• **What is expected**: Lines from the records below that contain the word "insert" are to be copied out.

• **Given data**:
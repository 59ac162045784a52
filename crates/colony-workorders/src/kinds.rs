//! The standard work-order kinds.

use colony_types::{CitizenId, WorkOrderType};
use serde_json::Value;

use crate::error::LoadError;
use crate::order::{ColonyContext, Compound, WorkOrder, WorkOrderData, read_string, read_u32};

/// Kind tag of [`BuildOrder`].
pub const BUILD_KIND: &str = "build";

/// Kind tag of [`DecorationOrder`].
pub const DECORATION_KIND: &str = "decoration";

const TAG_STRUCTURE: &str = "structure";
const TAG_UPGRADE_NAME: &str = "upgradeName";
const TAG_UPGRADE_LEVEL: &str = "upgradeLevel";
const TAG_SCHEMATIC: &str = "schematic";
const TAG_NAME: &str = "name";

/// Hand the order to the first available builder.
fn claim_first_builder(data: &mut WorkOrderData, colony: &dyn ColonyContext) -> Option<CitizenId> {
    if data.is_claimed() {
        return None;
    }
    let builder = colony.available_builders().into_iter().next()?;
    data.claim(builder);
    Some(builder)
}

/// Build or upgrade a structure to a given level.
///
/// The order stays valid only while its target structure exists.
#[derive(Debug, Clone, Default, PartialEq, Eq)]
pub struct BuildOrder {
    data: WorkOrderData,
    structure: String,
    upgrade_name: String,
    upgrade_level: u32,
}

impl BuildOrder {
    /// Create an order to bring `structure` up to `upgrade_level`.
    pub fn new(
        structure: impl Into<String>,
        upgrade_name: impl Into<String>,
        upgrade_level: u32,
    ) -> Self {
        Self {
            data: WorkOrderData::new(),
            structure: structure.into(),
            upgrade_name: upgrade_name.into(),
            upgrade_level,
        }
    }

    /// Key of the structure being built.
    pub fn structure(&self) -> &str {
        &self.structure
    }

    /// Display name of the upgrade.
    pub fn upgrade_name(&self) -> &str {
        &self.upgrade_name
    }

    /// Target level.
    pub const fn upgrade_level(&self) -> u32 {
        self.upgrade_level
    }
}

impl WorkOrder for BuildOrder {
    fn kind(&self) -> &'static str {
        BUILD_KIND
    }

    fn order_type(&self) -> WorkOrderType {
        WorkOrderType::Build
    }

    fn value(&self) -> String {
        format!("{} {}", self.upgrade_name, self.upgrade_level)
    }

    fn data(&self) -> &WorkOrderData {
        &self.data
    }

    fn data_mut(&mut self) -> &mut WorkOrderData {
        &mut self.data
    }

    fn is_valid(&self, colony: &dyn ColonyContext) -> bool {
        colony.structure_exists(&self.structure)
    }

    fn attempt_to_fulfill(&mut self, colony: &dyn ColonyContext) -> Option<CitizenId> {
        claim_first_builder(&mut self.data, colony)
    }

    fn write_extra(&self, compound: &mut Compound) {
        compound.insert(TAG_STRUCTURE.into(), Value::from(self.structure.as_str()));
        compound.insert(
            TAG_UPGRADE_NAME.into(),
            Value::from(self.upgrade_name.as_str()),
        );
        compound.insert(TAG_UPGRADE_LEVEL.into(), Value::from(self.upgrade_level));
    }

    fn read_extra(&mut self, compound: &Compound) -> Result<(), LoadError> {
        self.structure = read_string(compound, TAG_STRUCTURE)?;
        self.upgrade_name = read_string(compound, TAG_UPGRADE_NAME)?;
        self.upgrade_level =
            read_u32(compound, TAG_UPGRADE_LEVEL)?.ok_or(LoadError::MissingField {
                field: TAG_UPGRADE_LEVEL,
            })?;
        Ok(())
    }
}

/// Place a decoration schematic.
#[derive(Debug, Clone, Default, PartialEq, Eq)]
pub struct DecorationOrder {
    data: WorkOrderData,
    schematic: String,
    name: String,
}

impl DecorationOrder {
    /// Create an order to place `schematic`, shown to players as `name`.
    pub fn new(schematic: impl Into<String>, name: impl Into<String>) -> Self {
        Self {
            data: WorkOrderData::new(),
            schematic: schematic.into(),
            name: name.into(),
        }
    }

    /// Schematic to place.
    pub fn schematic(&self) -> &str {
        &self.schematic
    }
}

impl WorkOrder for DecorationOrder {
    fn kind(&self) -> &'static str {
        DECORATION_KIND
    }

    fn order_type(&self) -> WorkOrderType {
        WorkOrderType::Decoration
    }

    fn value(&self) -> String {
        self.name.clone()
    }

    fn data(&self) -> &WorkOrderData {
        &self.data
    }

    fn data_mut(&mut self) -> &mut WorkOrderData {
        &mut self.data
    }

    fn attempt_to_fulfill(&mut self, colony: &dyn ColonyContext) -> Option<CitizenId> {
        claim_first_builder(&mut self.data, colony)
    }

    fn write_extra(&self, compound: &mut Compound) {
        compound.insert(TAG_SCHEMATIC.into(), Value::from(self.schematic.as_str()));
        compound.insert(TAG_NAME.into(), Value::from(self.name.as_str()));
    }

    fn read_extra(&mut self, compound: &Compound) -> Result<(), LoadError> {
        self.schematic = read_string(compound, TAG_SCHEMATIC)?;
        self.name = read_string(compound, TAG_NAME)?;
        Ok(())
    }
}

* * *

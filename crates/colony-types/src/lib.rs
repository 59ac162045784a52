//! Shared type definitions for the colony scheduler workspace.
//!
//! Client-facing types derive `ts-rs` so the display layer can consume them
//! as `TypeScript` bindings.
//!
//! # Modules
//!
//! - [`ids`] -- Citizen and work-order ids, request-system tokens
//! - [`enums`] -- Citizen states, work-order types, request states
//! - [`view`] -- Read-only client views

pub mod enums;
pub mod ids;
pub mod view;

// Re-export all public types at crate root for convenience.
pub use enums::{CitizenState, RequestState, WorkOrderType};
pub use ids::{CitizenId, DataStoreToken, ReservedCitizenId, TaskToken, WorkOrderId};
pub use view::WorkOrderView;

• **Answer area**:
        compound.insert(TAG_STRUCTURE.into(), Value::from(self.structure.as_str()));
        compound.insert(
        compound.insert(TAG_UPGRADE_LEVEL.into(), Value::from(self.upgrade_level));
        compound.insert(TAG_SCHEMATIC.into(), Value::from(self.schematic.as_str()));
        compound.insert(TAG_NAME.into(), Value::from(self.name.as_str()));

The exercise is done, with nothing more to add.